PLPL’s intention behind the scheme application was simply to avoid or delay a winding up, and avoid any setting aside of the impugned transactions. At the very least, the PLOG transaction and share redemption were not done in the interest of PLPL’s creditors. That these transactions were not beneficial to creditors and not intended to benefit them were relevant matters to be considered: Re Halley’s Departmental Store Pte Ltd [1996] 1 SLR(R) 81 (“Re Halley’s”).

Additionally, a carve-out from an interim stay order made previously under s 210(10) was sought in respect of an on-going matter.

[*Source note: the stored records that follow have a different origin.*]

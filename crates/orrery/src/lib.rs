//! Orrery, an orbital mechanics visualization workbench
//!
//! This crate holds the core of the workbench: the entity [`ecs`] that stores the simulated
//! scene, and the [`render`] pipeline that turns it into frames. GPU access goes through the
//! [`gpu::Device`] trait; the crate ships an in-memory implementation of it in [`gpu::headless`].

pub mod cli;
pub mod config;
pub mod ecs;
pub mod engine;
pub mod events;
pub mod gc;
pub mod gpu;
pub mod render;
pub mod scene;

pub const VERSION: &str = env!("CARGO_PKG_VERSION");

The Arguments of the SEC Creditors

It was alleged that there was inadequate information about SEC’s state of affairs relating to the debt of $91.8m owed to it by PLPL. This debt arose from suspicious transactions, and there was an irresistible inference that the aim of SEC was to hinder the winding up applications filed against it and avoid investigations.

The reference to the debt in SEC’s affidavit was very cursory. It was odd that no reason was given for SEC holding a debt in its parent. An adverse inference should be drawn by the Court. Contrary to what was asserted by SEC in its reply to a query about the debt, this issue was not a legal one, but a factual one. The issue was also one that went to the root of the current proceedings. The obligation to provide adequate information was underlined in various cases such as Re Halley’s and Wah Yuen Electrical Engineering Pte Ltd v Singapore Cables Manufacturers Pte Ltd [2003] 3 SLR(R) 629. No informed decision could be made without an explanation being given, and SEC’s assertions could not be verified. The return forecast for the scheme was not a better alternative. The matter should be independently investigated by liquidators.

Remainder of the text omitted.